If your personal files were corrupted by CONTI Ransomware, you might be thinking about contacting the cybercriminals who created this malware. Hopefully, you have not initiated communication yet because exposing yourself to cyber attackers in such a way is extremely dangerous. If you are 100% sure that you want to email the attackers, you should at least create an email account that you could remove afterward. Why is this important? That is because once cybercriminals record your email address, they can terrorize you and try to scam you again and again, and we are sure that that is not what you want. Of course, even if you create a new email account, you are still at risk of being exposed to malware because even though you are unlikely to obtain a decryptor that is meant to restore the encrypted files, the attackers could send you malware posing as a decryptor. To learn more about this and also how to delete CONTI Ransomware, continue reading.
CONTI Ransomware is similar to BlueCheeser Ransomware, JackSparrow Ransomware, Dewar Ransomware, and a ton of other file-encrypting threats that are primarily built as tools for money extortion. They usually use spam emails, RDP vulnerabilities, and malicious downloaders to slither in without notice, and if trusted security software is not installed to catch and remove malware in time, attacks are performed silently. Just like most other threats of its kind, CONTI Ransomware encrypts files, and it does that using a unique encryptor that only the attackers can decipher. In some cases, free decryptors are built by malware researchers. This is the case, for example, with most STOP Ransomware variants. Unfortunately, the vast majority of file encryptors remain undecryptable. That is why this kind of malware is thriving. Once files are encrypted – and the “.CONTI” extension is appended to their names to mark them – the attackers make their demands. CONTI drops a file named “CONTI_README.txt” for this purpose.
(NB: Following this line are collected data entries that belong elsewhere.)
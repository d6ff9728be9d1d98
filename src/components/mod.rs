//! Page section components.
//!
//! Each component owns its widget state and its event wiring; sections
//! share nothing except the navbar state context provided by `App`.

pub mod clients;
pub mod contact;
pub mod hero;
pub mod machines;
pub mod navbar;
pub mod reveal;
pub mod stats;
pub mod testimonials;
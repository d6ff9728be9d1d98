use super::*;

// =============================================================
// Stepping
// =============================================================

#[test]
fn reaches_target_exactly() {
    let mut counter = CounterAnimation::new(500.0);
    let mut frames = 0;
    while counter.step() {
        frames += 1;
        assert!(frames < 10_000, "counter failed to converge");
    }
    assert!(counter.done());
    assert_eq!(counter.display(), 500);
}

#[test]
fn display_is_monotonic() {
    let mut counter = CounterAnimation::new(1250.0);
    let mut last = counter.display();
    while counter.step() {
        let now = counter.display();
        assert!(now >= last);
        last = now;
    }
    assert_eq!(counter.display(), 1250);
}

#[test]
fn ceil_keeps_small_targets_moving() {
    // target / 200 is fractional; without the ceil the counter would creep
    // by sub-integer amounts and render as stuck.
    let mut counter = CounterAnimation::new(25.0);
    assert!(counter.step() || counter.done());
    assert!(counter.display() >= 1);
}

#[test]
fn never_overshoots_target() {
    let mut counter = CounterAnimation::new(37.0);
    while counter.step() {
        assert!(counter.display() <= 37);
    }
    assert_eq!(counter.display(), 37);
}

// =============================================================
// Edge cases
// =============================================================

#[test]
fn display_tracks_ceiled_frames_exactly() {
    // each frame ceils, so the shown value is never below the frame count
    let mut counter = CounterAnimation::new(333.0);
    let mut frames = 0;
    while counter.step() {
        frames += 1;
        assert!(counter.display() >= frames);
    }
    assert_eq!(counter.display(), 333);
}

#[test]
fn zero_target_is_immediately_done() {
    let mut counter = CounterAnimation::new(0.0);
    assert!(counter.done());
    assert!(!counter.step());
    assert_eq!(counter.display(), 0);
}

#[test]
fn large_target_takes_about_two_hundred_frames() {
    let mut counter = CounterAnimation::new(1_000_000.0);
    let mut frames = 0;
    while counter.step() {
        frames += 1;
    }
    // ceil() shaves a frame or two off the nominal 200.
    assert!((150..=200).contains(&frames), "took {frames} frames");
}
//! Testimonial carousel index state.

#[cfg(test)]
#[path = "carousel_test.rs"]
mod carousel_test;

/// Milliseconds between automatic slide advances.
pub const AUTO_ADVANCE_MS: u32 = 5000;

/// Active-slide tracker for a fixed list of slides.
///
/// Exactly one index is active at all times; the matching indicator dot
/// follows the same index, so the single-active invariant holds for both.
#[derive(Clone, Copy, Debug, PartialEq, Eq)]
pub struct CarouselState {
    len: usize,
    active: usize,
}

impl CarouselState {
    /// A carousel over `len` slides, starting on the first.
    ///
    /// `len` of zero is clamped to one so the index math stays total; an
    /// empty carousel renders nothing anyway.
    pub fn new(len: usize) -> Self {
        Self {
            len: len.max(1),
            active: 0,
        }
    }

    pub fn active(&self) -> usize {
        self.active
    }

    pub fn slide_count(&self) -> usize {
        self.len
    }

    /// Move to the next slide, wrapping past the end.
    pub fn advance(&mut self) {
        self.active = (self.active + 1) % self.len;
    }

    /// Jump to `index`; out-of-range selections are ignored.
    pub fn select(&mut self, index: usize) {
        if index < self.len {
            self.active = index;
        }
    }
}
The text file is dropped to every folder that has encrypted files inside, and so you cannot miss it. Opening this file is safe, but you will want to delete every single copy in the end. The message inside reads: “Your system is LOCKED. Write us on the emails.” The only demand from the CONTI Ransomware creator is that you email email@example.com and firstname.lastname@example.org, but of course, this is not the action that would lead to the decryption of files. The attackers want you to contact them so that they could make further demands, and these are likely to include paying a ransom. As we mentioned already, sending messages to the attackers is risky and, therefore, should not be done. When it comes to a ransom, we definitely do not recommend paying it because there are zero guarantees that you would be offered anything in return for it. Hopefully, you do not need to take such a risk at all because copies of all of your personal files exist outside the computer. In this case, you should focus on the CONTI Ransomware removal.
Whether or not you have backups, we advise removing CONTI Ransomware as soon as possible. This malware was created to terrorize you, and cybercriminals behind it have no intention of helping you. All they care about is money, and they are likely to trick you into giving it away in return for alleged decryption software. If you do not have backups, you might be willing to take a risk, but make sure you weigh all pros and cons beforehand. If you have backups stored outside the infected computer, delete CONTI Ransomware, secure your operating system, and then, if need be, transfer the copies of your files to replace the infected ones. To remove the infection, you have two main options. You can either delete the threat manually, which can be impossible if you cannot locate the launcher (it could be located anywhere on the computer), or you can employ anti-malware software. Without a doubt, we suggest going with the latter option because besides clearing malware, this software will also support Windows protection to keep other threats away in the future.